WORK INSTRUCTION: Below are the records. List every line holding the word "Transport".

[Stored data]
▬▬▬

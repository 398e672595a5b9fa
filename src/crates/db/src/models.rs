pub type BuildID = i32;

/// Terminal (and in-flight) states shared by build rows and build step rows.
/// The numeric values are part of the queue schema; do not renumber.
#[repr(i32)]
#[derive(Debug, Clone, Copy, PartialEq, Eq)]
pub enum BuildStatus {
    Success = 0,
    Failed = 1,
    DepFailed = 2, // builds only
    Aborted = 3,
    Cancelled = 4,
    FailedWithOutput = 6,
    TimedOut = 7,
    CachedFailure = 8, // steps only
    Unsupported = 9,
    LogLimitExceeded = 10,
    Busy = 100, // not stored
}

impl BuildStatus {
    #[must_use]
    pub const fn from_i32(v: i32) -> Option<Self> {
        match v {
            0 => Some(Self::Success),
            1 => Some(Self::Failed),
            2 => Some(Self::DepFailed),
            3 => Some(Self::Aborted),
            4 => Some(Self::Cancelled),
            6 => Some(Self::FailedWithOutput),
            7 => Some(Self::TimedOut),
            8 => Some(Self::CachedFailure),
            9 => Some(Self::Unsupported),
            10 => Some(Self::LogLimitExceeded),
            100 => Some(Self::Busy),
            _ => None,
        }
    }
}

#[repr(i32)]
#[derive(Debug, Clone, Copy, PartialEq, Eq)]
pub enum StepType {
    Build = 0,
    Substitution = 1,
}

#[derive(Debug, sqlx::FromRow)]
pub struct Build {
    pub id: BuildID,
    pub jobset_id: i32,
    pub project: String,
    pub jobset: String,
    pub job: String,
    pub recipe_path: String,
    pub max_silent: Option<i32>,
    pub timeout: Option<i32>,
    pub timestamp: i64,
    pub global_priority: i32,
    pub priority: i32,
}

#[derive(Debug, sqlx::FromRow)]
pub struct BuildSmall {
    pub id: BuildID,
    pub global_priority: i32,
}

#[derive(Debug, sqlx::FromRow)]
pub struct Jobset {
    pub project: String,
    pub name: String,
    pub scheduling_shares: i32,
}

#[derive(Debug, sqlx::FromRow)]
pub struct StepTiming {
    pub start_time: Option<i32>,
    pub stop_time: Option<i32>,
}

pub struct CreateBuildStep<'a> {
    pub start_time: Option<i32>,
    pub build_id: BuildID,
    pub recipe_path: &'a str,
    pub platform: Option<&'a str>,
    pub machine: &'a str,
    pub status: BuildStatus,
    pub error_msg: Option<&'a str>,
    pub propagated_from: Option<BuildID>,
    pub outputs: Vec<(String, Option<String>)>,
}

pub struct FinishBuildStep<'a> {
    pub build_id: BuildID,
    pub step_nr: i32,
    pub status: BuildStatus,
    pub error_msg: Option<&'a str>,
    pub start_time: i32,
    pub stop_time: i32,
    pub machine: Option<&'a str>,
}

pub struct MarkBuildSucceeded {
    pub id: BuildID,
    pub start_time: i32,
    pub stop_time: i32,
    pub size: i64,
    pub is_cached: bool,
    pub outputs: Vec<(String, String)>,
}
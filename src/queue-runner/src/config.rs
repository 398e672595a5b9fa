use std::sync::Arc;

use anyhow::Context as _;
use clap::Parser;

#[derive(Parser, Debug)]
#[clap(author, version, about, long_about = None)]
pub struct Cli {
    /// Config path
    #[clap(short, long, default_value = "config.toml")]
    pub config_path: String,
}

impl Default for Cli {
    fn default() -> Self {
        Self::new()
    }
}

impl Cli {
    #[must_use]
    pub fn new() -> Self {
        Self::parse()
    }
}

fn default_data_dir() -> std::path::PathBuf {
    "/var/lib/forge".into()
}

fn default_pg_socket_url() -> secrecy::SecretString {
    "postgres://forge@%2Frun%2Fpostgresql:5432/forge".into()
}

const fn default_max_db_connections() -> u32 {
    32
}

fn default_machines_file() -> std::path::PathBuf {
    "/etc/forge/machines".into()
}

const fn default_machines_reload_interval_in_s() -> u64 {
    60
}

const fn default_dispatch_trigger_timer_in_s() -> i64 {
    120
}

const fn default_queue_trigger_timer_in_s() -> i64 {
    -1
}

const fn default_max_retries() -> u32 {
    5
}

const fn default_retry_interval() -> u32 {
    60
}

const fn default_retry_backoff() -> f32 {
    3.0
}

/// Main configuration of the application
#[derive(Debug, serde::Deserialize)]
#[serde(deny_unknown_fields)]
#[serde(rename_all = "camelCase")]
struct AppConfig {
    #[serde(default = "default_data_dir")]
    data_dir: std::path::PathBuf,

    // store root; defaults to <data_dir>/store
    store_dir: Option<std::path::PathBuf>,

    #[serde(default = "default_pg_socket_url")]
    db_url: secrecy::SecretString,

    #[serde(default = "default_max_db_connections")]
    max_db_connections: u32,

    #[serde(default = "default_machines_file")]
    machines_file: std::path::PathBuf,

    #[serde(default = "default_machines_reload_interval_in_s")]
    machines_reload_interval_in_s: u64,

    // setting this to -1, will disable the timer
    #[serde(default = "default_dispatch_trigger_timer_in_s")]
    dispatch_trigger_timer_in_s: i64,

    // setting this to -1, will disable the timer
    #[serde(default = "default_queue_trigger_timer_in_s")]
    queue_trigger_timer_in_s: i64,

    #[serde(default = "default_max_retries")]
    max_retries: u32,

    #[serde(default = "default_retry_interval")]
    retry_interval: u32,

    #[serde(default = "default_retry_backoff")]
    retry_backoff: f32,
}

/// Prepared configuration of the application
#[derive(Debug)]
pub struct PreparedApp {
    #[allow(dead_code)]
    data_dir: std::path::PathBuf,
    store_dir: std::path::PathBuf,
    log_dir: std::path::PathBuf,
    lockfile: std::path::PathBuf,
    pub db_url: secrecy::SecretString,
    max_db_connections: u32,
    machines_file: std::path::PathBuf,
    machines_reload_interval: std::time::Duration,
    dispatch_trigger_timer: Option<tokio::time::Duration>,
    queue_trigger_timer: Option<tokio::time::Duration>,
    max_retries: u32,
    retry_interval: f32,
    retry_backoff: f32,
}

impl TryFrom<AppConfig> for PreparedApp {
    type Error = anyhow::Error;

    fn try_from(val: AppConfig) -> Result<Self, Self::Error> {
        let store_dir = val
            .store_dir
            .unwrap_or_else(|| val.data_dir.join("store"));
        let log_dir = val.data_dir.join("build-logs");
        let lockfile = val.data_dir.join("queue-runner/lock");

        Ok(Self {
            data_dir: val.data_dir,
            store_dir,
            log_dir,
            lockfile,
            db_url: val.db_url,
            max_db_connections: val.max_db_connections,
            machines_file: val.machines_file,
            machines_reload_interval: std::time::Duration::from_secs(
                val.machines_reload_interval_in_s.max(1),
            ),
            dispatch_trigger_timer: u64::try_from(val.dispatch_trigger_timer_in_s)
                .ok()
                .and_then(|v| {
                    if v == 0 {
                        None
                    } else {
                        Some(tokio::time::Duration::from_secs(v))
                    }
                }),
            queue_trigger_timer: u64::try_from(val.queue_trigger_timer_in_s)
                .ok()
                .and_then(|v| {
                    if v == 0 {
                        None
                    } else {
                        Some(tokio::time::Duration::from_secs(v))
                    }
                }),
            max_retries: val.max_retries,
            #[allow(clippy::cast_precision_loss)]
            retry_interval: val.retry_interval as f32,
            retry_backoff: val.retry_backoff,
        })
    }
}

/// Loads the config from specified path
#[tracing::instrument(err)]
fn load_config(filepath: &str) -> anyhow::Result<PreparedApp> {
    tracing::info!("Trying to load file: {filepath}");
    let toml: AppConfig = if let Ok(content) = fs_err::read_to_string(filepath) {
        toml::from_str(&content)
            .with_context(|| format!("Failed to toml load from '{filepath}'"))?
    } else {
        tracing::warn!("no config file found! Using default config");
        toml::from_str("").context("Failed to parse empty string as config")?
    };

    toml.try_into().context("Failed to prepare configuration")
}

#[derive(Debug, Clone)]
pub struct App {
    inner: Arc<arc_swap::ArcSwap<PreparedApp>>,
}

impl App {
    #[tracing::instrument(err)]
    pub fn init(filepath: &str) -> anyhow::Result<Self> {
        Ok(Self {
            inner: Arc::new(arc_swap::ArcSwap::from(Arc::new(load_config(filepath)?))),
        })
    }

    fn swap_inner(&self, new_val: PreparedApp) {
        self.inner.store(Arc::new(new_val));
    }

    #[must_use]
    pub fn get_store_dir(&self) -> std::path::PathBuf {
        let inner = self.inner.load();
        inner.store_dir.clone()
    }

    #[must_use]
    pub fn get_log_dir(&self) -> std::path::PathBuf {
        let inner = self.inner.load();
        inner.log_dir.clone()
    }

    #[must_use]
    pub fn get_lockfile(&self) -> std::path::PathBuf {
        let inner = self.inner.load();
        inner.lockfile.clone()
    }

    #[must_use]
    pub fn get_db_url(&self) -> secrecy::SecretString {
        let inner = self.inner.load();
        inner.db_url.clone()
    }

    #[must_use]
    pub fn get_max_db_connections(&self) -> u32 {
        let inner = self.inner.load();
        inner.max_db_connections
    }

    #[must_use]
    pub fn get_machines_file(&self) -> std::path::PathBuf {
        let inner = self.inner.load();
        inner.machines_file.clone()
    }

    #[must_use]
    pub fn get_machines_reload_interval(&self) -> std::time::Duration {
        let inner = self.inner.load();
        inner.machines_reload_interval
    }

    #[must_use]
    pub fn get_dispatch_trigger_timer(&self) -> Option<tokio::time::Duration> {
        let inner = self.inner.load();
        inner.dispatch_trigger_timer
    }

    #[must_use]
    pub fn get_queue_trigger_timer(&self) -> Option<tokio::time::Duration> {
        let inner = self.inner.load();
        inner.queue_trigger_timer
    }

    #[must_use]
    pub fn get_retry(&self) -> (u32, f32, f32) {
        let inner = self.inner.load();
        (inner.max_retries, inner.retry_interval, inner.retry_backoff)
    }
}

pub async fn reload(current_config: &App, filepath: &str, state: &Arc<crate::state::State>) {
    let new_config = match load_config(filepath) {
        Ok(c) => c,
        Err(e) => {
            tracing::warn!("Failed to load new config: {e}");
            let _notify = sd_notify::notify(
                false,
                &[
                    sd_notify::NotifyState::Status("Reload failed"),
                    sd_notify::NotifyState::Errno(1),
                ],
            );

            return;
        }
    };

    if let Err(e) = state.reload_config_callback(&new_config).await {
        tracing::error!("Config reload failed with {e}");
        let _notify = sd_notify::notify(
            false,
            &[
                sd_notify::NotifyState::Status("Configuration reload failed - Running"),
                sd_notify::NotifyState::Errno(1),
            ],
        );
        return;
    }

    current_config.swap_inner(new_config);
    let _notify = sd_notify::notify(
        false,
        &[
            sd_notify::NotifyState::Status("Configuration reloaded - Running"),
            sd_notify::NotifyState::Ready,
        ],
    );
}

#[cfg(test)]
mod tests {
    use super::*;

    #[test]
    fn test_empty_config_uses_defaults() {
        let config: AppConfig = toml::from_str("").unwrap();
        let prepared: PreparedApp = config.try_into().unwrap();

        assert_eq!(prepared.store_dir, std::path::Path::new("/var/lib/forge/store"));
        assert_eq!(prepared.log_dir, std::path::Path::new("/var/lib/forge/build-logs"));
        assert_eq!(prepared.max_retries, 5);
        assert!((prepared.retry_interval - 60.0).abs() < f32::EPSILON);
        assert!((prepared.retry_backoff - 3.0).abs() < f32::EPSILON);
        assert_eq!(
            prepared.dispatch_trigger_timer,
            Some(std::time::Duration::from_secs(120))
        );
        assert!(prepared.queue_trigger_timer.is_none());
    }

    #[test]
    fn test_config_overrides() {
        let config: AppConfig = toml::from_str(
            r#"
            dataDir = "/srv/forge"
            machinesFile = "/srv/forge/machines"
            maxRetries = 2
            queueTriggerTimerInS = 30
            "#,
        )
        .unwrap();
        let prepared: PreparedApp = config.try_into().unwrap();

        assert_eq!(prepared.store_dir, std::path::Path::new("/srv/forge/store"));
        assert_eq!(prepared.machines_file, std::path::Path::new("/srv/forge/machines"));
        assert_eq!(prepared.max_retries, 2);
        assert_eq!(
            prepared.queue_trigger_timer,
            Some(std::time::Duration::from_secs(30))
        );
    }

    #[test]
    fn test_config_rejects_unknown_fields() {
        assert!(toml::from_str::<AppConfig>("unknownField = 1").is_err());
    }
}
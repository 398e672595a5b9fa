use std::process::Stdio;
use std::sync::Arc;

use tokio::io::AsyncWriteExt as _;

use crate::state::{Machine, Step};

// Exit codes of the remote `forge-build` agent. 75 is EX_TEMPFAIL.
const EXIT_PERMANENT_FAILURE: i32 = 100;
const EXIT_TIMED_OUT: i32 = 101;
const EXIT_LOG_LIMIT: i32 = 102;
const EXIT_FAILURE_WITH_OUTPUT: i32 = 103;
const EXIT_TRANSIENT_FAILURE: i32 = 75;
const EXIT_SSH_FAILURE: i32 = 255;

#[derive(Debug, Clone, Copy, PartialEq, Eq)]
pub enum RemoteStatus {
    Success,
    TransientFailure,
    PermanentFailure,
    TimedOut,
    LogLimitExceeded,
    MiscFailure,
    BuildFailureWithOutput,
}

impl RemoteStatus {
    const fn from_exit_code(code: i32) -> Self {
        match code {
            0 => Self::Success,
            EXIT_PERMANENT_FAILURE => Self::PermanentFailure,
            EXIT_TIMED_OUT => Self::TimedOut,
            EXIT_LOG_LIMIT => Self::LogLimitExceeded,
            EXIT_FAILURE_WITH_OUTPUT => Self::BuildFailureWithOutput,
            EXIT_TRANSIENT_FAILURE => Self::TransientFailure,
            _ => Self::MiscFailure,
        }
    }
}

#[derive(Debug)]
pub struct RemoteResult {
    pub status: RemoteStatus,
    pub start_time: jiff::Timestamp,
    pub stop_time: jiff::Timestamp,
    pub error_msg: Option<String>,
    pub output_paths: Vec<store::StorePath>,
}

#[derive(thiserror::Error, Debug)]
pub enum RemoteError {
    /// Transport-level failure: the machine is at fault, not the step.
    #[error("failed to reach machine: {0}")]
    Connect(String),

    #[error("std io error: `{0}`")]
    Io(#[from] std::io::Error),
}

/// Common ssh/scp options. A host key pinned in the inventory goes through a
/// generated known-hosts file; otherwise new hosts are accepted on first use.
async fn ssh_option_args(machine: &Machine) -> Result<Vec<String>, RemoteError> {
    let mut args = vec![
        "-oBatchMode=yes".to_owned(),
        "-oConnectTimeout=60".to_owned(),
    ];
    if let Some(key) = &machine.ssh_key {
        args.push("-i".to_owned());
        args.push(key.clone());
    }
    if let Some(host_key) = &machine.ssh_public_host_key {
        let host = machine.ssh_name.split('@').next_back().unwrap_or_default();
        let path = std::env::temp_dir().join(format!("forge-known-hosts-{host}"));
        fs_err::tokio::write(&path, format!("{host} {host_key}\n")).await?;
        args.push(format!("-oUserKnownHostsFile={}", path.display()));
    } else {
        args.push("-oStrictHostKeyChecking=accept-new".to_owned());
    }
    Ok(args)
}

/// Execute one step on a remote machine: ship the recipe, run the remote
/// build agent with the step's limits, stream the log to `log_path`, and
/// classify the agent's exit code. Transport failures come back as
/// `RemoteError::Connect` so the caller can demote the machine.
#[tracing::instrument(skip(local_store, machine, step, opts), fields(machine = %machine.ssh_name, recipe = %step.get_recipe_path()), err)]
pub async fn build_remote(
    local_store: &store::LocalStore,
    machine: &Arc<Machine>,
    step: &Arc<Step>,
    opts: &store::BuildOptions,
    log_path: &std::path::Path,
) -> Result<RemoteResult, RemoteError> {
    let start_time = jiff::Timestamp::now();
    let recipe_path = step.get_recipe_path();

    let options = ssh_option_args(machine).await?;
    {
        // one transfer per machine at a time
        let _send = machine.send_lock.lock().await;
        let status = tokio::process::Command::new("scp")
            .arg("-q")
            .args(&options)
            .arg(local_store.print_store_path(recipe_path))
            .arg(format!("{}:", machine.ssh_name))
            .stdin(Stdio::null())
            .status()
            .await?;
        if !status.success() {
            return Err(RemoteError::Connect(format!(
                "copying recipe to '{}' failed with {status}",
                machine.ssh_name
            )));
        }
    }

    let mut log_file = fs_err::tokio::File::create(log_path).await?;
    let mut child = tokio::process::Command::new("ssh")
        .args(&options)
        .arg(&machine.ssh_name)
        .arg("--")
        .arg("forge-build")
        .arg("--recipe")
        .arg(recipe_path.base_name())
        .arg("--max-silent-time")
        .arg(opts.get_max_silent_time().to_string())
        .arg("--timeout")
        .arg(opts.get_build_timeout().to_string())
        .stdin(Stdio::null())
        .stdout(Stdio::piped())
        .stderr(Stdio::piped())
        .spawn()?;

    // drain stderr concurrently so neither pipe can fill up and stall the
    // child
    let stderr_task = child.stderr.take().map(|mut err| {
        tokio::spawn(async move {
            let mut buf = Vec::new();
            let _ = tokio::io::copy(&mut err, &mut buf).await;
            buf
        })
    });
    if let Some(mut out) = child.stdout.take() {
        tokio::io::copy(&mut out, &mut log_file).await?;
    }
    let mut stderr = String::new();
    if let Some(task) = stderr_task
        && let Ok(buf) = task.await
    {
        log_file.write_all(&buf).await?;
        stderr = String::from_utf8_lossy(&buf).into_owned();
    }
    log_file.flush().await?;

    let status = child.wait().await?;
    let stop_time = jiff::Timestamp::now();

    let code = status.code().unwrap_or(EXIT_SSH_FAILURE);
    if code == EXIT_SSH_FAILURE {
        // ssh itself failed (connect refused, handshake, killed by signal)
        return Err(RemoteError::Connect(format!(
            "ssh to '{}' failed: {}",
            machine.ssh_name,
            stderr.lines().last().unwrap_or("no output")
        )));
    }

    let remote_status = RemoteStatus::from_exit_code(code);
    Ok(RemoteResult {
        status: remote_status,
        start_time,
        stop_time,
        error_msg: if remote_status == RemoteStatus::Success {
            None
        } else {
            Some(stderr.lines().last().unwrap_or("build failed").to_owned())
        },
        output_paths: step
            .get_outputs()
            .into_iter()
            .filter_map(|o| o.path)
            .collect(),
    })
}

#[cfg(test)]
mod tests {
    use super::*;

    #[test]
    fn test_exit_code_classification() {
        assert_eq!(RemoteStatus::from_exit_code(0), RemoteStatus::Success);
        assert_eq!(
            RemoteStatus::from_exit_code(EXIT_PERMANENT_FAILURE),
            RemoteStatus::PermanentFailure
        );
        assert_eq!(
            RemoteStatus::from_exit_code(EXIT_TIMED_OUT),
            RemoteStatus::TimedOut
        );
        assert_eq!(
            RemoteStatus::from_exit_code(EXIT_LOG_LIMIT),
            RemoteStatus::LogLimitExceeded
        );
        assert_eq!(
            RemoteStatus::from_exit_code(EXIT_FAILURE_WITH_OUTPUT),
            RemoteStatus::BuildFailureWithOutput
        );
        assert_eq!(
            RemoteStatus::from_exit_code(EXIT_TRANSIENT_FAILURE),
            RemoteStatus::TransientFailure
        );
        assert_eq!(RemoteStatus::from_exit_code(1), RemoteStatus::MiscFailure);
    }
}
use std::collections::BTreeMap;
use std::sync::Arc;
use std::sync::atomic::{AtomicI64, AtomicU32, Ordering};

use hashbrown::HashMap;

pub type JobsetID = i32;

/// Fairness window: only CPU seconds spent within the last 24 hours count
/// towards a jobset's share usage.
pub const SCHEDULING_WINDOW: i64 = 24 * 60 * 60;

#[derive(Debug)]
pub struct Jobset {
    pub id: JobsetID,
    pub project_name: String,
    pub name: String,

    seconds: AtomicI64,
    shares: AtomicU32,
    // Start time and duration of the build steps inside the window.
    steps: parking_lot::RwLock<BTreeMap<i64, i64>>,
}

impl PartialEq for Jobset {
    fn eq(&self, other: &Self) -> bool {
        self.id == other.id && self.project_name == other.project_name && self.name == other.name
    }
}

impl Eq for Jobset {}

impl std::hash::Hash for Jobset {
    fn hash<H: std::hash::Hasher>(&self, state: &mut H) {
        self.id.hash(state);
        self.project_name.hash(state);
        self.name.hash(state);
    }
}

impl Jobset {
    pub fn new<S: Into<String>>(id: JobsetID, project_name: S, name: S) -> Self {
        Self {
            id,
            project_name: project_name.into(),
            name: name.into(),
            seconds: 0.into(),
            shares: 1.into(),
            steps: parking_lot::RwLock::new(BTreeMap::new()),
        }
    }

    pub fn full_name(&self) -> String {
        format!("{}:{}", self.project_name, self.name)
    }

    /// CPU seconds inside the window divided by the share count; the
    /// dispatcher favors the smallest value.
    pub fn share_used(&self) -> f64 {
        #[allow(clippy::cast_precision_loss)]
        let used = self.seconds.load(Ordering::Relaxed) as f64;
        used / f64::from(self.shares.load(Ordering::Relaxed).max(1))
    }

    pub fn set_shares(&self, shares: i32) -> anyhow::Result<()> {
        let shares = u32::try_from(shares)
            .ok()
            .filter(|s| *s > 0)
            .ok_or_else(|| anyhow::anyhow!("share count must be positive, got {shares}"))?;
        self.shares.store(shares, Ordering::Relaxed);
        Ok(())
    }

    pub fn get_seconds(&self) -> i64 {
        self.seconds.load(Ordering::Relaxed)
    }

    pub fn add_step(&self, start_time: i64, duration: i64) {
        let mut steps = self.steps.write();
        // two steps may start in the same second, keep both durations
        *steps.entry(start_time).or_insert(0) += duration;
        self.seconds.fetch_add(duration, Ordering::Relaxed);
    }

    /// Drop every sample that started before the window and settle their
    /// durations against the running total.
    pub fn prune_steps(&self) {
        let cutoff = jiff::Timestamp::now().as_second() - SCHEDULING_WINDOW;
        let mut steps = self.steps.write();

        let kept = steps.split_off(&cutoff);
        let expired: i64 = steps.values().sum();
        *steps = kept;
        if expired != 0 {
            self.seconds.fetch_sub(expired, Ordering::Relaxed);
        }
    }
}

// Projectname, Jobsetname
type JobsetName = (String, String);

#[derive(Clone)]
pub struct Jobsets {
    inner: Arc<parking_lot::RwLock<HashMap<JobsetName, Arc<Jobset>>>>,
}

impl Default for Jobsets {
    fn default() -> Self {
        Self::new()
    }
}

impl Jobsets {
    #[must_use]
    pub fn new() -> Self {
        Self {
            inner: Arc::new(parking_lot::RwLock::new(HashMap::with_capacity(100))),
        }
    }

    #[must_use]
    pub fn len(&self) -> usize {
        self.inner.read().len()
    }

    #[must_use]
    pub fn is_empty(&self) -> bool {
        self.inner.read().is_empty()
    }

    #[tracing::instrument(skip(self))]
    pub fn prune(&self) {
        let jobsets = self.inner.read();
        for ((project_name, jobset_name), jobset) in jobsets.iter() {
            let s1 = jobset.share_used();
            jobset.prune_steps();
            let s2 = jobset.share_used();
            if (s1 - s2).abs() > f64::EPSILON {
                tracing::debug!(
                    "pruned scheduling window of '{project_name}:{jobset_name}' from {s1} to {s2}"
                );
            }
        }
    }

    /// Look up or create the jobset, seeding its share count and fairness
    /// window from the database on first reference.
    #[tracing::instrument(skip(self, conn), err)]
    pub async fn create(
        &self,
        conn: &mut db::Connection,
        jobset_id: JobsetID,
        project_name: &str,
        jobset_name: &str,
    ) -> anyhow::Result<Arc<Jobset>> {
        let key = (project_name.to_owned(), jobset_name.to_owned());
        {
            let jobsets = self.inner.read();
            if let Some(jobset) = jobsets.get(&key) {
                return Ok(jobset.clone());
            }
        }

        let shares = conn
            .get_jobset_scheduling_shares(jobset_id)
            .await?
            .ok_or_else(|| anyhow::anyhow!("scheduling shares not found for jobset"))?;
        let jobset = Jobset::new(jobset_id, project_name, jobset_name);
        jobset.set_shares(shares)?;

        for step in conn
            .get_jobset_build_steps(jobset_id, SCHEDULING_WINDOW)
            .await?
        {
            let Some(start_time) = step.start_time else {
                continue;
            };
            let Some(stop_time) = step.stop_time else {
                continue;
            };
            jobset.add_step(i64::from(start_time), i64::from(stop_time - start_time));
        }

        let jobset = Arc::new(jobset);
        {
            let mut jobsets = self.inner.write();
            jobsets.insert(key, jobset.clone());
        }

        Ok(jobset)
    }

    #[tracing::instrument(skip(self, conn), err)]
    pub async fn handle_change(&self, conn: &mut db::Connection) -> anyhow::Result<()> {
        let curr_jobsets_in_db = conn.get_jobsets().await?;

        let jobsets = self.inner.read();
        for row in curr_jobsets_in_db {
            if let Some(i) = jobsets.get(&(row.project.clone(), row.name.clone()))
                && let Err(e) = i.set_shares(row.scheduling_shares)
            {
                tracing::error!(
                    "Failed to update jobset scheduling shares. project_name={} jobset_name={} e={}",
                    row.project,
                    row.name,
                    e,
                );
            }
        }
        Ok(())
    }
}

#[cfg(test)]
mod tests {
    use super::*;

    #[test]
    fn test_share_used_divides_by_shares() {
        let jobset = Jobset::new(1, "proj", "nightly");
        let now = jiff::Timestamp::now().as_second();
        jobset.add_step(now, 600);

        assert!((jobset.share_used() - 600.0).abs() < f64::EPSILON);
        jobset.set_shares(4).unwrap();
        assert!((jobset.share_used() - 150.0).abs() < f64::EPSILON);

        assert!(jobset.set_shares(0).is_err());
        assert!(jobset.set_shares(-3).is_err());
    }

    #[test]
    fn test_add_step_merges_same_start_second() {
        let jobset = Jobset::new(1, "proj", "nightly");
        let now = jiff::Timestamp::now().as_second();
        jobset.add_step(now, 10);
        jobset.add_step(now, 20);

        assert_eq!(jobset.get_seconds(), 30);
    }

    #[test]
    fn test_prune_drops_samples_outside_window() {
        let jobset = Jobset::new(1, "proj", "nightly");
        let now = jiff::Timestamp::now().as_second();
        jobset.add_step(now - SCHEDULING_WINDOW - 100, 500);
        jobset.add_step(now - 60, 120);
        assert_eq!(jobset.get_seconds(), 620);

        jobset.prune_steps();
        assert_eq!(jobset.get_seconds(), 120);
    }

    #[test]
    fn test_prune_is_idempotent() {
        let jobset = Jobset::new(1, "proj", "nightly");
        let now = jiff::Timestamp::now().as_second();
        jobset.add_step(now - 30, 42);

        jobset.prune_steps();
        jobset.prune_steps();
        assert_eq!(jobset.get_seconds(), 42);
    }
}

▬▬▬

RESPONSE TO THE EXERCISE:
    /// Transport-level failure: the machine is at fault, not the step.
/// classify the agent's exit code. Transport failures come back as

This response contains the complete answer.